### Directions for this task
For each line below, print it again exactly as shown.

Records from a collection:
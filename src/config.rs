use std::env;

use crate::error::AppError;

#[derive(Debug, Clone)]
pub struct Config {
    pub http_port: u16,
    pub log_level: String,
    pub event_buffer_size: usize,
}

impl Config {
    pub fn from_env() -> Result<Self, AppError> {
        let _ = dotenvy::dotenv();

        Ok(Self {
            http_port: parse_or_default("HTTP_PORT", 3000)?,
            log_level: env::var("LOG_LEVEL").unwrap_or_else(|_| "info".to_string()),
            event_buffer_size: parse_or_default("EVENT_BUFFER_SIZE", 1024)?,
        })
    }
}

fn parse_or_default<T>(key: &str, default: T) -> Result<T, AppError>
where
    T: std::str::FromStr,
    T::Err: std::fmt::Display,
{
    match env::var(key) {
        Ok(raw) => raw
            .parse::<T>()
            .map_err(|err| AppError::Internal(format!("invalid {key}: {err}"))),
        Err(_) => Ok(default),
    }
}
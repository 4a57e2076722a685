use std::collections::HashMap;
use std::sync::Arc;

use axum::Json;
use axum::Router;
use axum::extract::{Path, State};
use axum::routing::{get, post};
use rust_decimal::Decimal;
use serde::Deserialize;
use uuid::Uuid;

use crate::error::AppError;
use crate::models::PaymentMethod;
use crate::models::customer::Customer;
use crate::models::driver::{AreaFee, Driver, MethodFee};
use crate::models::order::MenuItem;
use crate::models::restaurant::Restaurant;
use crate::state::AppState;

pub fn router() -> Router<Arc<AppState>> {
    Router::new()
        .route("/customers", post(register_customer))
        .route("/customers/:id", get(get_customer))
        .route("/drivers", post(register_driver))
        .route("/drivers/:id", get(get_driver))
        .route("/restaurants", post(register_restaurant))
        .route("/restaurants/:id", get(get_restaurant))
}

#[derive(Deserialize)]
pub struct RegisterCustomerRequest {
    pub name: String,
    pub contact: String,
    pub device_token: Option<String>,
    pub address: String,
}

#[derive(Deserialize)]
pub struct RegisterDriverRequest {
    pub name: String,
    pub contact: String,
    pub device_token: Option<String>,
    /// An empty list is a valid state; it only means the customer has no
    /// method to choose from yet.
    #[serde(default)]
    pub accepted_payment_methods: Vec<PaymentMethod>,
    #[serde(default)]
    pub base_fee: Decimal,
    #[serde(default)]
    pub fees: HashMap<PaymentMethod, MethodFee>,
    #[serde(default)]
    pub delivery_areas: HashMap<String, AreaFee>,
}

#[derive(Deserialize)]
pub struct RegisterRestaurantRequest {
    pub name: String,
    pub address: String,
    pub contact: String,
    #[serde(default)]
    pub menu: Vec<MenuItem>,
}

async fn register_customer(
    State(state): State<Arc<AppState>>,
    Json(payload): Json<RegisterCustomerRequest>,
) -> Result<Json<Customer>, AppError> {
    if payload.name.trim().is_empty() {
        return Err(AppError::Validation("name cannot be empty".to_string()));
    }
    if payload.address.trim().is_empty() {
        return Err(AppError::Validation("address cannot be empty".to_string()));
    }

    let customer = Customer {
        id: Uuid::new_v4(),
        name: payload.name,
        contact: payload.contact,
        device_token: payload.device_token,
        address: payload.address,
    };

    state.customers.insert(customer.id, customer.clone());
    Ok(Json(customer))
}

async fn register_driver(
    State(state): State<Arc<AppState>>,
    Json(payload): Json<RegisterDriverRequest>,
) -> Result<Json<Driver>, AppError> {
    if payload.name.trim().is_empty() {
        return Err(AppError::Validation("name cannot be empty".to_string()));
    }
    if payload.base_fee < Decimal::ZERO {
        return Err(AppError::Validation("base fee cannot be negative".to_string()));
    }

    let driver = Driver {
        id: Uuid::new_v4(),
        name: payload.name,
        contact: payload.contact,
        device_token: payload.device_token,
        accepted_payment_methods: payload.accepted_payment_methods,
        base_fee: payload.base_fee,
        fees: payload.fees,
        delivery_areas: payload.delivery_areas,
        earnings: HashMap::new(),
        restaurant_ledger: HashMap::new(),
        reviews: Vec::new(),
        rating: 0.0,
    };

    state.drivers.insert(driver.id, driver.clone());
    Ok(Json(driver))
}

async fn register_restaurant(
    State(state): State<Arc<AppState>>,
    Json(payload): Json<RegisterRestaurantRequest>,
) -> Result<Json<Restaurant>, AppError> {
    if payload.name.trim().is_empty() {
        return Err(AppError::Validation("name cannot be empty".to_string()));
    }
    if payload.address.trim().is_empty() {
        return Err(AppError::Validation("address cannot be empty".to_string()));
    }

    let restaurant = Restaurant {
        id: Uuid::new_v4(),
        name: payload.name,
        address: payload.address,
        contact: payload.contact,
        menu: payload.menu,
        driver_ledger: HashMap::new(),
        reviews: Vec::new(),
        rating: 0.0,
    };

    state.restaurants.insert(restaurant.id, restaurant.clone());
    Ok(Json(restaurant))
}

async fn get_customer(
    State(state): State<Arc<AppState>>,
    Path(id): Path<Uuid>,
) -> Result<Json<Customer>, AppError> {
    let customer = state
        .customers
        .get(&id)
        .ok_or_else(|| AppError::NotFound(format!("customer {id} not found")))?;

    Ok(Json(customer.value().clone()))
}

async fn get_driver(
    State(state): State<Arc<AppState>>,
    Path(id): Path<Uuid>,
) -> Result<Json<Driver>, AppError> {
    let driver = state
        .drivers
        .get(&id)
        .ok_or_else(|| AppError::NotFound(format!("driver {id} not found")))?;

    Ok(Json(driver.value().clone()))
}

async fn get_restaurant(
    State(state): State<Arc<AppState>>,
    Path(id): Path<Uuid>,
) -> Result<Json<Restaurant>, AppError> {
    let restaurant = state
        .restaurants
        .get(&id)
        .ok_or_else(|| AppError::NotFound(format!("restaurant {id} not found")))?;

    Ok(Json(restaurant.value().clone()))
}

### Reply
filename src/config.rs
use std::env;

use crate::error::AppError;

#[derive(Debug, Clone)]
pub struct Config {
    pub http_port: u16,
    pub log_level: String,
    pub event_buffer_size: usize,
}

impl Config {
    pub fn from_env() -> Result<Self, AppError> {
        let _ = dotenvy::dotenv();

        Ok(Self {
            http_port: parse_or_default("HTTP_PORT", 3000)?,
            log_level: env::var("LOG_LEVEL").unwrap_or_else(|_| "info".to_string()),
            event_buffer_size: parse_or_default("EVENT_BUFFER_SIZE", 1024)?,
        })
    }
}

fn parse_or_default<T>(key: &str, default: T) -> Result<T, AppError>
where
    T: std::str::FromStr,
    T::Err: std::fmt::Display,
{
    match env::var(key) {
        Ok(raw) => raw
            .parse::<T>()
            .map_err(|err| AppError::Internal(format!("invalid {key}: {err}"))),
        Err(_) => Ok(default),
    }
}
repository 4a57e2076722a685
use std::collections::HashMap;
use std::sync::Arc;

use axum::Json;
use axum::Router;
use axum::extract::{Path, State};
use axum::routing::{get, post};
use rust_decimal::Decimal;
use serde::Deserialize;
use uuid::Uuid;

use crate::error::AppError;
use crate::models::PaymentMethod;
use crate::models::customer::Customer;
use crate::models::driver::{AreaFee, Driver, MethodFee};
use crate::models::order::MenuItem;
use crate::models::restaurant::Restaurant;
use crate::state::AppState;

pub fn router() -> Router<Arc<AppState>> {
    Router::new()
        .route("/customers", post(register_customer))
        .route("/customers/:id", get(get_customer))
        .route("/drivers", post(register_driver))
        .route("/drivers/:id", get(get_driver))
        .route("/restaurants", post(register_restaurant))
        .route("/restaurants/:id", get(get_restaurant))
}

#[derive(Deserialize)]
pub struct RegisterCustomerRequest {
    pub name: String,
    pub contact: String,
    pub device_token: Option<String>,
    pub address: String,
}

#[derive(Deserialize)]
pub struct RegisterDriverRequest {
    pub name: String,
    pub contact: String,
    pub device_token: Option<String>,
    /// An empty list is a valid state; it only means the customer has no
    /// method to choose from yet.
    #[serde(default)]
    pub accepted_payment_methods: Vec<PaymentMethod>,
    #[serde(default)]
    pub base_fee: Decimal,
    #[serde(default)]
    pub fees: HashMap<PaymentMethod, MethodFee>,
    #[serde(default)]
    pub delivery_areas: HashMap<String, AreaFee>,
}

#[derive(Deserialize)]
pub struct RegisterRestaurantRequest {
    pub name: String,
    pub address: String,
    pub contact: String,
    #[serde(default)]
    pub menu: Vec<MenuItem>,
}

async fn register_customer(
    State(state): State<Arc<AppState>>,
    Json(payload): Json<RegisterCustomerRequest>,
) -> Result<Json<Customer>, AppError> {
    if payload.name.trim().is_empty() {
        return Err(AppError::Validation("name cannot be empty".to_string()));
    }
    if payload.address.trim().is_empty() {
        return Err(AppError::Validation("address cannot be empty".to_string()));
    }

    let customer = Customer {
        id: Uuid::new_v4(),
        name: payload.name,
        contact: payload.contact,
        device_token: payload.device_token,
        address: payload.address,
    };

    state.customers.insert(customer.id, customer.clone());
    Ok(Json(customer))
}

async fn register_driver(
    State(state): State<Arc<AppState>>,
    Json(payload): Json<RegisterDriverRequest>,
) -> Result<Json<Driver>, AppError> {
    if payload.name.trim().is_empty() {
        return Err(AppError::Validation("name cannot be empty".to_string()));
    }
    if payload.base_fee < Decimal::ZERO {
        return Err(AppError::Validation("base fee cannot be negative".to_string()));
    }

    let driver = Driver {
        id: Uuid::new_v4(),
        name: payload.name,
        contact: payload.contact,
        device_token: payload.device_token,
        accepted_payment_methods: payload.accepted_payment_methods,
        base_fee: payload.base_fee,
        fees: payload.fees,
        delivery_areas: payload.delivery_areas,
        earnings: HashMap::new(),
        restaurant_ledger: HashMap::new(),
        reviews: Vec::new(),
        rating: 0.0,
    };

    state.drivers.insert(driver.id, driver.clone());
    Ok(Json(driver))
}

async fn register_restaurant(
    State(state): State<Arc<AppState>>,
    Json(payload): Json<RegisterRestaurantRequest>,
) -> Result<Json<Restaurant>, AppError> {
    if payload.name.trim().is_empty() {
        return Err(AppError::Validation("name cannot be empty".to_string()));
    }
    if payload.address.trim().is_empty() {
        return Err(AppError::Validation("address cannot be empty".to_string()));
    }

    let restaurant = Restaurant {
        id: Uuid::new_v4(),
        name: payload.name,
        address: payload.address,
        contact: payload.contact,
        menu: payload.menu,
        driver_ledger: HashMap::new(),
        reviews: Vec::new(),
        rating: 0.0,
    };

    state.restaurants.insert(restaurant.id, restaurant.clone());
    Ok(Json(restaurant))
}

async fn get_customer(
    State(state): State<Arc<AppState>>,
    Path(id): Path<Uuid>,
) -> Result<Json<Customer>, AppError> {
    let customer = state
        .customers
        .get(&id)
        .ok_or_else(|| AppError::NotFound(format!("customer {id} not found")))?;

    Ok(Json(customer.value().clone()))
}

async fn get_driver(
    State(state): State<Arc<AppState>>,
    Path(id): Path<Uuid>,
) -> Result<Json<Driver>, AppError> {
    let driver = state
        .drivers
        .get(&id)
        .ok_or_else(|| AppError::NotFound(format!("driver {id} not found")))?;

    Ok(Json(driver.value().clone()))
}

async fn get_restaurant(
    State(state): State<Arc<AppState>>,
    Path(id): Path<Uuid>,
) -> Result<Json<Restaurant>, AppError> {
    let restaurant = state
        .restaurants
        .get(&id)
        .ok_or_else(|| AppError::NotFound(format!("restaurant {id} not found")))?;

    Ok(Json(restaurant.value().clone()))
}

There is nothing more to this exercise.